You shall not commit adultery. Exodus 20: 14
We begin with the dramatic and sobering words from Proverbs seven, “For she has cast down many wounded, and all who were slain by her were strong men. Her house is the way to hell, descending to the chambers of dead” (vv. 26-27). “Adultery,” as this English translation of the Hebrew nā’ap suggests, is an unholy “mixture,” a crime against the purity of marital union, and is universally abhorred, referred to as “the great sin” in the Ancient Near East (Durham). Like murder, it is instilled in the conscience of humanity as natural law, cross-culturally recognized in wisdom literatures as destructive and foolish.
Adultery is a boundary motif. When God created the cosmos, He did not rid creation from the three great primal elements of chaos: darkness, watery deep and formless earth. Rather, He gave these elements boundaries. When these elements break boundaries, such as the day turning to night as in the Egyptian plague, or the ocean bursting over its shores, or the desert devouring fertile land, we have chaos. Chaos is that which is intolerable to human life. With these physical boundaries, God set moral boundaries. If they are broken, chaos ensues, and life becomes intolerable. These moral boundaries are called law. Law is a paradise motif, for without it there is chaos, but with it there is beauty, grace, peace, and joy.
In the Old Testament, adultery is separated from fornication and narrowly applied to married persons (Childs). Infidelity to one’s spouse, like murder in last week’s post, is something all married people are capable of. To whom has God given this command? Is it not to us all? Does not Jesus do with this commandment what He did with the Murder commandment in the Sermon on the Mount? He internalizes it to interior motions of the heart. But this is what makes this commandment so glorious. To live by it, to learn faithfulness to one’s spouse, indeed, by working through all the hard relational issues that present themselves when a man and a woman covenant together, is sanctification itself. We either grow closer to one another, and thereby closer to God, or we grow further apart, more vulnerable to adultery, and thereby further from God. To have lived a whole married life faithfully, to grow old together and ever deeper in love, is surely the most important thing we can give to our children and the most successful accomplishment a man or a woman can attain in this life. It is a slow process; indeed, it takes decades. This is why marriage is a sacrament, a means of salvation.
Adultery is linked in the Bible to idolatry. To fix our desires unlawfully on another person, we are making an idol of that person. We are shoving that person in God’s face, and telling Him that this person is “God.” This is not according to truth, and carries with it its own destruction. Ironically, when spouses are faithful to one another, they find God in one another. God is generous in marriage; a man whose life is rightly oriented towards God adores and worships his wife ─ yet in some mysterious way He worships God through his wife.

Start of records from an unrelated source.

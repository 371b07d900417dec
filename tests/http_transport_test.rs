//! Wiremock integration tests for HttpTransport and the HTTP-backed client.

use std::time::Duration;

use serde_json::{Value, json};
use wiremock::matchers::{body_json, header, method, path, query_param};
use wiremock::{Mock, MockServer, ResponseTemplate};

use hermod::{Domain, Filters, Hermod, HermodError, HttpTransport, RetryPolicy, Transport};

fn api(server: &MockServer) -> String {
    format!("{}/api", server.uri())
}

fn invoice(paid: u64) -> Value {
    json!({
        "_id": "42",
        "invoiceNo": "INV-0042",
        "customer": { "id": "c7", "name": "Gulf Star" },
        "total": 9000,
        "received": paid,
        "balance": 9000 - paid,
        "status": "partial"
    })
}

#[tokio::test]
async fn get_sends_token_and_query() {
    let server = MockServer::start().await;
    Mock::given(method("GET"))
        .and(path("/api/invoices"))
        .and(query_param("page", "2"))
        .and(query_param("status", "pending"))
        .and(header("Authorization", "Bearer secret"))
        .respond_with(ResponseTemplate::new(200).set_body_json(json!({
            "success": true,
            "data": [invoice(0)],
            "pagination": { "page": 2, "limit": 20, "total": 21, "pages": 2 }
        })))
        .expect(1)
        .mount(&server)
        .await;

    let hermod = Hermod::builder()
        .base_url(api(&server))
        .bearer_token("secret")
        .build()
        .unwrap();
    let page = hermod
        .invoices()
        .list(&Filters::new().page(2).status("pending").search(""))
        .await
        .unwrap();

    assert_eq!(page.items.len(), 1);
    assert_eq!(page.items[0].customer_name, "Gulf Star");
    assert_eq!(page.pagination.unwrap().page, 2);
}

#[tokio::test]
async fn server_errors_are_retried() {
    let server = MockServer::start().await;
    Mock::given(method("GET"))
        .and(path("/api/manpower-services"))
        .respond_with(ResponseTemplate::new(503))
        .expect(3)
        .mount(&server)
        .await;

    let hermod = Hermod::builder()
        .base_url(api(&server))
        .retry(
            Domain::ManpowerServices,
            RetryPolicy::new()
                .max_retries(2)
                .initial_delay(Duration::from_millis(10)),
        )
        .build()
        .unwrap();
    let err = hermod
        .manpower_services()
        .list(&Filters::new())
        .await
        .unwrap_err();

    assert_eq!(
        err,
        HermodError::HttpServer {
            status: 503,
            message: "Service Unavailable".into()
        }
    );
}

#[tokio::test]
async fn client_errors_are_not_retried_and_keep_message() {
    let server = MockServer::start().await;
    Mock::given(method("GET"))
        .and(path("/api/invoices/bad"))
        .respond_with(ResponseTemplate::new(400).set_body_json(json!({
            "success": false,
            "message": "Invalid invoice ID"
        })))
        .expect(1)
        .mount(&server)
        .await;

    let hermod = Hermod::builder().base_url(api(&server)).build().unwrap();
    let err = hermod.invoices().detail("bad").await.unwrap_err();

    assert_eq!(err.status(), Some(400));
    assert_eq!(err.response_message(), Some("Invalid invoice ID"));
}

#[tokio::test]
async fn unsuccessful_envelope_is_an_error() {
    let server = MockServer::start().await;
    Mock::given(method("GET"))
        .and(path("/api/customer-types"))
        .respond_with(ResponseTemplate::new(200).set_body_json(json!({
            "success": false,
            "message": "Session expired"
        })))
        .mount(&server)
        .await;

    let hermod = Hermod::builder().base_url(api(&server)).build().unwrap();
    let err = hermod
        .customer_types()
        .list(&Filters::new())
        .await
        .unwrap_err();

    assert_eq!(
        err,
        HermodError::Envelope {
            message: "Session expired".into()
        }
    );
}

#[tokio::test]
async fn update_patches_pruned_body() {
    let server = MockServer::start().await;
    Mock::given(method("PATCH"))
        .and(path("/api/invoices/42"))
        .and(body_json(json!({ "paid": 5000 })))
        .respond_with(ResponseTemplate::new(200).set_body_json(json!({
            "success": true,
            "message": "Invoice updated",
            "data": invoice(5000)
        })))
        .expect(1)
        .mount(&server)
        .await;

    let hermod = Hermod::builder().base_url(api(&server)).build().unwrap();
    let updated = hermod
        .invoices()
        .update("42", json!({ "paid": 5000, "notes": null, "status": "" }))
        .await
        .unwrap();

    assert_eq!(updated.paid, 5000.0);
    assert_eq!(updated.due, 4000.0);
}

#[tokio::test]
async fn delete_can_carry_a_body() {
    let server = MockServer::start().await;
    Mock::given(method("DELETE"))
        .and(path("/api/customer-types/ct1"))
        .and(body_json(json!({ "value": "agent" })))
        .respond_with(ResponseTemplate::new(200).set_body_json(json!({ "success": true })))
        .expect(1)
        .mount(&server)
        .await;

    let hermod = Hermod::builder().base_url(api(&server)).build().unwrap();
    hermod
        .customer_types()
        .delete_with("ct1", json!({ "value": "agent" }))
        .await
        .unwrap();
}

#[tokio::test]
async fn slow_responses_time_out() {
    let server = MockServer::start().await;
    Mock::given(method("GET"))
        .and(path("/api/invoices"))
        .respond_with(
            ResponseTemplate::new(200)
                .set_body_json(json!({ "success": true, "data": [] }))
                .set_delay(Duration::from_millis(500)),
        )
        .mount(&server)
        .await;

    let transport = HttpTransport::with_timeout(api(&server), Duration::from_millis(50)).unwrap();
    let err = transport.get("/invoices").await.unwrap_err();

    assert_eq!(err, HermodError::Timeout);
    assert!(err.is_transient());
}

#[tokio::test]
async fn empty_success_body_is_null() {
    let server = MockServer::start().await;
    Mock::given(method("DELETE"))
        .and(path("/api/invoices/1"))
        .respond_with(ResponseTemplate::new(204))
        .mount(&server)
        .await;

    let transport = HttpTransport::new(api(&server)).unwrap();
    let body = transport.delete("/invoices/1", None).await.unwrap();

    assert_eq!(body, Value::Null);
}
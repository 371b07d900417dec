//! Cache-wide and per-query configuration.

use std::time::Duration;

use crate::RetryPolicy;

/// Configuration for a [`QueryCache`](super::QueryCache).
///
/// ```rust
/// # use hermod::CacheConfig;
/// # use std::time::Duration;
/// let config = CacheConfig::new()
///     .default_stale_time(Duration::from_secs(30))
///     .gc_time(Duration::from_secs(600));
/// ```
#[derive(Debug, Clone, PartialEq, Eq)]
pub struct CacheConfig {
    /// Freshness window for values written without explicit options
    /// (e.g. via `set_value` on a new key). Default: 0 (immediately stale).
    pub default_stale_time: Duration,
    /// How long an entry may sit with zero subscribers before it is
    /// evicted. Default: 5 minutes.
    pub gc_time: Duration,
    /// Retry policy used when a query does not supply its own.
    pub retry: RetryPolicy,
}

impl Default for CacheConfig {
    fn default() -> Self {
        Self {
            default_stale_time: Duration::ZERO,
            gc_time: Duration::from_secs(300),
            retry: RetryPolicy::default(),
        }
    }
}

impl CacheConfig {
    /// Create a new config with sensible defaults.
    pub fn new() -> Self {
        Self::default()
    }

    pub fn default_stale_time(mut self, stale_time: Duration) -> Self {
        self.default_stale_time = stale_time;
        self
    }

    pub fn gc_time(mut self, gc_time: Duration) -> Self {
        self.gc_time = gc_time;
        self
    }

    pub fn retry(mut self, retry: RetryPolicy) -> Self {
        self.retry = retry;
        self
    }

    /// Query options derived from this config.
    pub fn query_options(&self) -> QueryOptions {
        QueryOptions {
            stale_time: self.default_stale_time,
            enabled: true,
            retry: self.retry.clone(),
        }
    }
}

/// Options for a single `get`/`fetch`.
#[derive(Debug, Clone, PartialEq, Eq)]
pub struct QueryOptions {
    /// How long a successful value stays fresh.
    pub stale_time: Duration,
    /// When `false`, reads never trigger a fetch.
    pub enabled: bool,
    pub retry: RetryPolicy,
}

impl Default for QueryOptions {
    fn default() -> Self {
        CacheConfig::default().query_options()
    }
}

impl QueryOptions {
    pub fn new() -> Self {
        Self::default()
    }

    pub fn stale_time(mut self, stale_time: Duration) -> Self {
        self.stale_time = stale_time;
        self
    }

    pub fn enabled(mut self, enabled: bool) -> Self {
        self.enabled = enabled;
        self
    }

    pub fn retry(mut self, retry: RetryPolicy) -> Self {
        self.retry = retry;
        self
    }
}
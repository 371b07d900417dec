//! Retry policy for cache fetches.
//!
//! Only transient failures (as classified by
//! [`HermodError::is_transient()`](crate::HermodError::is_transient)) are
//! retried. Mutations are never retried; see [`crate::mutation`].

use std::time::Duration;

/// Retry behaviour for server-class fetch failures.
///
/// Uses exponential backoff capped at `max_delay`:
///
/// ```rust
/// # use hermod::RetryPolicy;
/// # use std::time::Duration;
/// let policy = RetryPolicy::new()
///     .max_retries(5)
///     .initial_delay(Duration::from_millis(200));
/// assert_eq!(policy.delay_for_attempt(2), Duration::from_millis(800));
/// ```
#[derive(Debug, Clone, PartialEq, Eq)]
pub struct RetryPolicy {
    /// Retries after the initial request. 0 = no retry. Default: 3.
    pub max_retries: u32,
    /// Delay before the first retry. Default: 1s.
    pub initial_delay: Duration,
    /// Maximum delay between retries (caps exponential growth). Default: 30s.
    pub max_delay: Duration,
}

impl Default for RetryPolicy {
    fn default() -> Self {
        Self {
            max_retries: 3,
            initial_delay: Duration::from_secs(1),
            max_delay: Duration::from_secs(30),
        }
    }
}

impl RetryPolicy {
    /// Create a policy with sensible defaults.
    pub fn new() -> Self {
        Self::default()
    }

    /// A policy that never retries.
    pub fn disabled() -> Self {
        Self {
            max_retries: 0,
            ..Self::default()
        }
    }

    /// Set the number of retries after the initial request.
    pub fn max_retries(mut self, n: u32) -> Self {
        self.max_retries = n;
        self
    }

    /// Set the base delay before the first retry.
    pub fn initial_delay(mut self, delay: Duration) -> Self {
        self.initial_delay = delay;
        self
    }

    /// Set the maximum delay between retries.
    pub fn max_delay(mut self, delay: Duration) -> Self {
        self.max_delay = delay;
        self
    }

    /// Delay before retry number `attempt` (0-indexed).
    ///
    /// `initial_delay * 2^attempt`, capped at `max_delay`.
    pub fn delay_for_attempt(&self, attempt: u32) -> Duration {
        let delay = self
            .initial_delay
            .saturating_mul(2u32.saturating_pow(attempt));
        delay.min(self.max_delay)
    }

    /// Whether a failure observed after `retry_count` retries may be retried.
    pub fn should_retry(&self, retry_count: u32, transient: bool) -> bool {
        transient && retry_count < self.max_retries
    }
}

#[cfg(test)]
mod tests {
    use super::*;

    #[test]
    fn backoff_doubles_and_caps() {
        let policy = RetryPolicy::new()
            .initial_delay(Duration::from_millis(100))
            .max_delay(Duration::from_millis(500));
        assert_eq!(policy.delay_for_attempt(0), Duration::from_millis(100));
        assert_eq!(policy.delay_for_attempt(1), Duration::from_millis(200));
        assert_eq!(policy.delay_for_attempt(2), Duration::from_millis(400));
        assert_eq!(policy.delay_for_attempt(3), Duration::from_millis(500));
        assert_eq!(policy.delay_for_attempt(40), Duration::from_millis(500));
    }

    #[test]
    fn permanent_failures_are_never_retried() {
        let policy = RetryPolicy::new();
        assert!(!policy.should_retry(0, false));
        assert!(policy.should_retry(2, true));
        assert!(!policy.should_retry(3, true));
    }

    #[test]
    fn disabled_policy() {
        assert!(!RetryPolicy::disabled().should_retry(0, true));
    }
}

Everything becomes one.
Two women are presented to us in the book of Proverbs, esp. chapters 1-9: Lady Wisdom and the Lady of the Evening, representing the bright side and the dark side of the beautiful woman motif respectively. A close examination of the two reveals that they are both engaged in seducing the “simple,” which can only mean men. Every man is “simple,” or “seducible,” and the only question remains, by which woman will he be seduced? In today’s world, a man does not have to physically visit the woman of the dark side; beautiful women are cheaply available online. But by thus engaging with her, he is committing adultery, a deadly sin, through the images that enter into his mind and heart. Increasingly, women are turning to porn as well. The result of all this is relational poverty and spiritual death.
On the bright side, the book of Proverbs ends with the “‘ēṧet ḥayîl” literally “a woman of might, or power,” often translated a “woman of virtue” (Proverbs 31:1). She becomes the incarnation of “Lady Wisdom” at the beginning of the book, indeed, of wisdom itself. Every man should seek out this woman for a wife, and every wife should aspire to be this woman. On an even deeper level we see one of the names of the blessed Mother is “Sedes Sapientiae,” the “Seat of Wisdom” on whose lap is seated Jesus, who is, ultimately, Wisdom Himself.
We see that this prohibition leads us to paradise, where we find Eve safely in the arms of Adam, before the deceit of sin entered in. It is designed to mitigate against the antagonism and distrust between the sexes that arose from the fall. Moreover, commitment to this law spares marriages from divorce and the breakdown of the family which is the fundamental social unit of civilization. In today’s western societies, adultery and divorce are pretty much accepted as an unavoidable given, even a healthy alternative to fidelity, if someone finds oneself in an unsatisfying relationship.
Takeaway: Adultery undermines the marital bond, tears families apart, sinks the soul into damnation, and weakens the social fabric of society.
Question: What do you find new or challenging in this post?